───── Supplied data
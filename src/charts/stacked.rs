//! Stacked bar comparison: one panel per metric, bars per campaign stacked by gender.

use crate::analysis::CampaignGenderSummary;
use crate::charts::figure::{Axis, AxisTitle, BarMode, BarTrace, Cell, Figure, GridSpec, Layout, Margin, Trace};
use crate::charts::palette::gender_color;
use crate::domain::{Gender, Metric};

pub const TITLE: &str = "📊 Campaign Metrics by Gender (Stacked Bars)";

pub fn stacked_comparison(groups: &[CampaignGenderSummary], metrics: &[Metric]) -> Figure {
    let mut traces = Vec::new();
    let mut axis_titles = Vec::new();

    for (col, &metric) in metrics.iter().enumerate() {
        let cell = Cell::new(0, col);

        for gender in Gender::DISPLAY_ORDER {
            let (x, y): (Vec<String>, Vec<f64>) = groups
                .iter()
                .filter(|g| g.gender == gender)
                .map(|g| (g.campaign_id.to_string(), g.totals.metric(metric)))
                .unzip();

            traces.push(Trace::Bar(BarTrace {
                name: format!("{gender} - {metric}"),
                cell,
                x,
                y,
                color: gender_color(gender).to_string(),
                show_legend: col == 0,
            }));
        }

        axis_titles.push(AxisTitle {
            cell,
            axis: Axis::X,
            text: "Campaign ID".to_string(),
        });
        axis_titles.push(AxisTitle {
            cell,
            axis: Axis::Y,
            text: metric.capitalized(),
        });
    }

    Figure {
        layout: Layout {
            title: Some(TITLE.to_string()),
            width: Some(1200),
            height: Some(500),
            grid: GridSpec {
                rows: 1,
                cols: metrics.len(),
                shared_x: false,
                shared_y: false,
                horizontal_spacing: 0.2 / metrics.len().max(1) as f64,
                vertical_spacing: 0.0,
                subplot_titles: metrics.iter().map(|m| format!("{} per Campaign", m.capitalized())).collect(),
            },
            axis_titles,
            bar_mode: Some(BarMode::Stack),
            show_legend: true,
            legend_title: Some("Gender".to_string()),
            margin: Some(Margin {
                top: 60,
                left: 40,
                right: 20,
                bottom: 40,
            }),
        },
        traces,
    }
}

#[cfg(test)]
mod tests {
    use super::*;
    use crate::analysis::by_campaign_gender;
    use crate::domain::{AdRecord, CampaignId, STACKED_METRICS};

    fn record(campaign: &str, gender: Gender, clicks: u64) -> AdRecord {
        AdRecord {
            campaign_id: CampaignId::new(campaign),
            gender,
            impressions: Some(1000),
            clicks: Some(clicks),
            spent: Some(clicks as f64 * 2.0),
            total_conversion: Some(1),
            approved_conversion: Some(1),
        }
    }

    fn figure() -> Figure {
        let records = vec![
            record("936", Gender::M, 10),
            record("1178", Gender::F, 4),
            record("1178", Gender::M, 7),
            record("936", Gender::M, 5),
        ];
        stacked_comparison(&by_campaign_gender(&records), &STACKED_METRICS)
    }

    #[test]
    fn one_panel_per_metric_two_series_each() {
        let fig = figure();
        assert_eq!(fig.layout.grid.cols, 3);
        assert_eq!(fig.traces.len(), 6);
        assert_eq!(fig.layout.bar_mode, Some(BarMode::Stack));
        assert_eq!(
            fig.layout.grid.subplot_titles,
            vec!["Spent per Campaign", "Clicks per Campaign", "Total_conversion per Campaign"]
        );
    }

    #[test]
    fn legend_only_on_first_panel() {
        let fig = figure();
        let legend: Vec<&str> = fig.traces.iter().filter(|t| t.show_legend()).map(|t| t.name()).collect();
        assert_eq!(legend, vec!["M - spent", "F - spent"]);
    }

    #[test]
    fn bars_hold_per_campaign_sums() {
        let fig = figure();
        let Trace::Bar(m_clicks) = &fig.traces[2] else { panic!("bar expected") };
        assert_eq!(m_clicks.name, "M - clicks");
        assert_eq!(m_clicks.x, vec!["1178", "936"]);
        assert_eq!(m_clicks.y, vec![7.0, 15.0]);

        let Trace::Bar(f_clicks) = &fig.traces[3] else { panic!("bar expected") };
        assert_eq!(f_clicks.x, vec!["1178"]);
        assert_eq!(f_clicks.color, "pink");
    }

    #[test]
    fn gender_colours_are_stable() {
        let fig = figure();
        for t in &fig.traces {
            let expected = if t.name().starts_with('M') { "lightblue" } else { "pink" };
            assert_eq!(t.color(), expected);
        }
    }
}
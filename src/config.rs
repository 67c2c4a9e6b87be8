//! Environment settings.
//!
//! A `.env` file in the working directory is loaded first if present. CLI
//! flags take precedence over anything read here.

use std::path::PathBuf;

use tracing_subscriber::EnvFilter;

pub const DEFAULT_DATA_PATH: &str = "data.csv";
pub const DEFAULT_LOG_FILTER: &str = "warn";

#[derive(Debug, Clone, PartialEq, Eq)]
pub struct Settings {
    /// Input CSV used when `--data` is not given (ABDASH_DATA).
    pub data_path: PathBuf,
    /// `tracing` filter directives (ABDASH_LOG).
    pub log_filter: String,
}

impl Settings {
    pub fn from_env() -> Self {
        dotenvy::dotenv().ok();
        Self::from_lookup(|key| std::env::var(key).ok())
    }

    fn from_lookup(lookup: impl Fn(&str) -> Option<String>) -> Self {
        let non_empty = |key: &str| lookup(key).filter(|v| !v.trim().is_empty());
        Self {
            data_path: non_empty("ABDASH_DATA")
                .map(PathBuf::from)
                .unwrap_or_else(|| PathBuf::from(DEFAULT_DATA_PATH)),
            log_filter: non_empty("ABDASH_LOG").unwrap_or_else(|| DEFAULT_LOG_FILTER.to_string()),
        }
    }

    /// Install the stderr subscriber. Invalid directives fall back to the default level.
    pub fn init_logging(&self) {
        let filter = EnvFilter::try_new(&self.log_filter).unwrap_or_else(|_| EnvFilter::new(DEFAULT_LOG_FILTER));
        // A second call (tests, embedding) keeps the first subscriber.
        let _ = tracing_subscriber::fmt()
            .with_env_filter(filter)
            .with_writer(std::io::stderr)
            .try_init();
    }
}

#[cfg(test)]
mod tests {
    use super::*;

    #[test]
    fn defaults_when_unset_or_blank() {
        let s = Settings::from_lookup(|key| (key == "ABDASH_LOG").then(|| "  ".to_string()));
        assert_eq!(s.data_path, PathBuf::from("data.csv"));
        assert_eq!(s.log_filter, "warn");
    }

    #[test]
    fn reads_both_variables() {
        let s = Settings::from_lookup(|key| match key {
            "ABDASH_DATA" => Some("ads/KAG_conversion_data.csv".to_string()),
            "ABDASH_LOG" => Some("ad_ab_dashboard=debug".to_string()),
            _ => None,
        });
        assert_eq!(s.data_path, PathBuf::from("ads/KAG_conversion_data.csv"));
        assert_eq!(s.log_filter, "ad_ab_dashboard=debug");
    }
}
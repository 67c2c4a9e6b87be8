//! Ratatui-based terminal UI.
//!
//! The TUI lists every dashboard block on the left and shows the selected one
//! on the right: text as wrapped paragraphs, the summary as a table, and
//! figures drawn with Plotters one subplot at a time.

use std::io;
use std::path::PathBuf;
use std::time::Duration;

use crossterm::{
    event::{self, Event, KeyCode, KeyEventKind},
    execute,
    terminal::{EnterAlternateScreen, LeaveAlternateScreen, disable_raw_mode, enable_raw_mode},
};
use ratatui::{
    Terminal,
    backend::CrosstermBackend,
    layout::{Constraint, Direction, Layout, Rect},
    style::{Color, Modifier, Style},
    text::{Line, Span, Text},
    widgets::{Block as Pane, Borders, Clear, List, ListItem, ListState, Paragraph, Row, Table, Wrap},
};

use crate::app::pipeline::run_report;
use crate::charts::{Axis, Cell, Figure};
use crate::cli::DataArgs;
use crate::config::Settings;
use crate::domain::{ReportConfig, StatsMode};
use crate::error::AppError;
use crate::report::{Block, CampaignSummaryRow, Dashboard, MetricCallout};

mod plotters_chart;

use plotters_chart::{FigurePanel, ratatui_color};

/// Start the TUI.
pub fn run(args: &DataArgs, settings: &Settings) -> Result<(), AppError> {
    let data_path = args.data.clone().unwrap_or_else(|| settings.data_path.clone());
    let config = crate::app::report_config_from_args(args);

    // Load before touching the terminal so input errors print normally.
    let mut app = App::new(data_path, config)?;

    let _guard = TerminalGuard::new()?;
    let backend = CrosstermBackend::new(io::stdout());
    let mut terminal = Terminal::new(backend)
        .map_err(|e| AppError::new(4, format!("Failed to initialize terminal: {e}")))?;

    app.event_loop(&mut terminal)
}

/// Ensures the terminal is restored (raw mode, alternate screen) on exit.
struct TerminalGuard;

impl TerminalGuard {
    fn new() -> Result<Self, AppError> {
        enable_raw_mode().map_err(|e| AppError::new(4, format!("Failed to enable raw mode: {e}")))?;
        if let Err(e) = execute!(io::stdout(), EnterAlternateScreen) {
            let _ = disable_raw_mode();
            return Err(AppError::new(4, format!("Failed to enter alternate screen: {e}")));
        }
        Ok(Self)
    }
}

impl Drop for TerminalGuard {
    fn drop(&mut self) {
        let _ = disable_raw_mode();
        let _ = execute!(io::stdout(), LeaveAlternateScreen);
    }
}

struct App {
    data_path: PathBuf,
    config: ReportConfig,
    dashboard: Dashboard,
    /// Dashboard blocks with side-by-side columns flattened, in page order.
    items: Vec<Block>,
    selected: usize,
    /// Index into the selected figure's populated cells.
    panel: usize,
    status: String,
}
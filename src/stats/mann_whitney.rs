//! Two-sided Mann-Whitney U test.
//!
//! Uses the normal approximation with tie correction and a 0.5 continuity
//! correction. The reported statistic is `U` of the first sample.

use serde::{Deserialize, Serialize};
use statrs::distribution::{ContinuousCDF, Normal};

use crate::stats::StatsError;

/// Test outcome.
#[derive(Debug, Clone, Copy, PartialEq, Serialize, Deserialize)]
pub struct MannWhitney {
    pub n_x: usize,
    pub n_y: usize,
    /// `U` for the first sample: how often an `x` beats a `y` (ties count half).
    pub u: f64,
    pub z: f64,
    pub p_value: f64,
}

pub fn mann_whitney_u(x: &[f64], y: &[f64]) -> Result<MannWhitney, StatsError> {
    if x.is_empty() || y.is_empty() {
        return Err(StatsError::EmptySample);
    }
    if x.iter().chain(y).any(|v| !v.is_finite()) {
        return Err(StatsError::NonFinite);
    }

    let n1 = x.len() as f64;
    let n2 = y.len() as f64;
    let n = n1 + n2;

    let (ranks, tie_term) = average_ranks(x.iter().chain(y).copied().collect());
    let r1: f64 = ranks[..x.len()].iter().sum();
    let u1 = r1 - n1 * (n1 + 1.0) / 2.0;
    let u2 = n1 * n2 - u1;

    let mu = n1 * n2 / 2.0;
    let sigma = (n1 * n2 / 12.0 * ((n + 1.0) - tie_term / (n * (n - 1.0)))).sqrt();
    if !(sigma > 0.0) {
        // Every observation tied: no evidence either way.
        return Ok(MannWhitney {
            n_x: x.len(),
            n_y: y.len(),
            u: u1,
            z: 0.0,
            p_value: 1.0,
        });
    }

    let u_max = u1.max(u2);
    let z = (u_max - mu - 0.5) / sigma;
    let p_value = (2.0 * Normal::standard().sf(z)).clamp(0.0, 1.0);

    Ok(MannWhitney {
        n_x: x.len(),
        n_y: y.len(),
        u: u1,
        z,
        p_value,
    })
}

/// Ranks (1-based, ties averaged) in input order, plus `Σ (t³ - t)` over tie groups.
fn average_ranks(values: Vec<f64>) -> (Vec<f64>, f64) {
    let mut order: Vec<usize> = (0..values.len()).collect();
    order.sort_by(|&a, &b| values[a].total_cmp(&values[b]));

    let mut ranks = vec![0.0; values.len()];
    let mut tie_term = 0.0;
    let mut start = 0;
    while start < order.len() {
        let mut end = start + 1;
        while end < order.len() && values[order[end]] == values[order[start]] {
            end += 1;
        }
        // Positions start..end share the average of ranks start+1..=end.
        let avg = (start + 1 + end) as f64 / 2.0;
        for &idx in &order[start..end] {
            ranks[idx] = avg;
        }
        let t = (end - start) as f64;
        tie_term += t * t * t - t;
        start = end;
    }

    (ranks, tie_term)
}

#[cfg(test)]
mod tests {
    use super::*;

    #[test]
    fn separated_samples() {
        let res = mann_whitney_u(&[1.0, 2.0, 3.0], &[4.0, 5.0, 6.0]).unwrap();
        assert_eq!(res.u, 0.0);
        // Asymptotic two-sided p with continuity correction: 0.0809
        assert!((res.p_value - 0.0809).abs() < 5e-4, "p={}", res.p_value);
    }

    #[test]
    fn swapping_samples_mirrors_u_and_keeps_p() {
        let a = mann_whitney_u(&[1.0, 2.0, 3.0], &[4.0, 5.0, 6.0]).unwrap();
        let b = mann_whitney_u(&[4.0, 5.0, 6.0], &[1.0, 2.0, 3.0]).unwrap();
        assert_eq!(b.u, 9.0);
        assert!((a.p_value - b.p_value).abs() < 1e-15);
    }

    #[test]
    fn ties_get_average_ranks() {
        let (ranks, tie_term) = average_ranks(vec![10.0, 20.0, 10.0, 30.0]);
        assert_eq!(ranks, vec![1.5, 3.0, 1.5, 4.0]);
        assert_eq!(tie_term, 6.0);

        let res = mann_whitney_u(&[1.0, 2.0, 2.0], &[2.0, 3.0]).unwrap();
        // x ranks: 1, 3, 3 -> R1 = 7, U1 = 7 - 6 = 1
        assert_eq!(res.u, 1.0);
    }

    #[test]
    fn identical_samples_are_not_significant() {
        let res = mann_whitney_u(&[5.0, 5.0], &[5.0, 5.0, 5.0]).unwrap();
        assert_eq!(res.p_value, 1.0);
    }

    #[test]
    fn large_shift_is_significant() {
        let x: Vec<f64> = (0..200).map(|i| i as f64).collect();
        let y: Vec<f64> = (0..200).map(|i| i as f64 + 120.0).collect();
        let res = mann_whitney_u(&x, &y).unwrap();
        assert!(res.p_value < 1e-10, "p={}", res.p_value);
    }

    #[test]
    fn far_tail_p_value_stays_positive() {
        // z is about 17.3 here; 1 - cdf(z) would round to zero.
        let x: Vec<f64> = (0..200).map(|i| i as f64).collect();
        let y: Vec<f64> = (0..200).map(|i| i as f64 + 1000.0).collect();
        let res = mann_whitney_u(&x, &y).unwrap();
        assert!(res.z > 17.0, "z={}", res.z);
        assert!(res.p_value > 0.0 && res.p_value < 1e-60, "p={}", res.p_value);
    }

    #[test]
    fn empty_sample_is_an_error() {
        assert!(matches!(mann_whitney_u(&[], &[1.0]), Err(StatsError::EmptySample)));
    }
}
──────────
#### Task goal
If a line in the records holds the string "stdout", copy it.

#### Answer for this exercise
    let backend = CrosstermBackend::new(io::stdout());
        if let Err(e) = execute!(io::stdout(), EnterAlternateScreen) {
        let _ = execute!(io::stdout(), LeaveAlternateScreen);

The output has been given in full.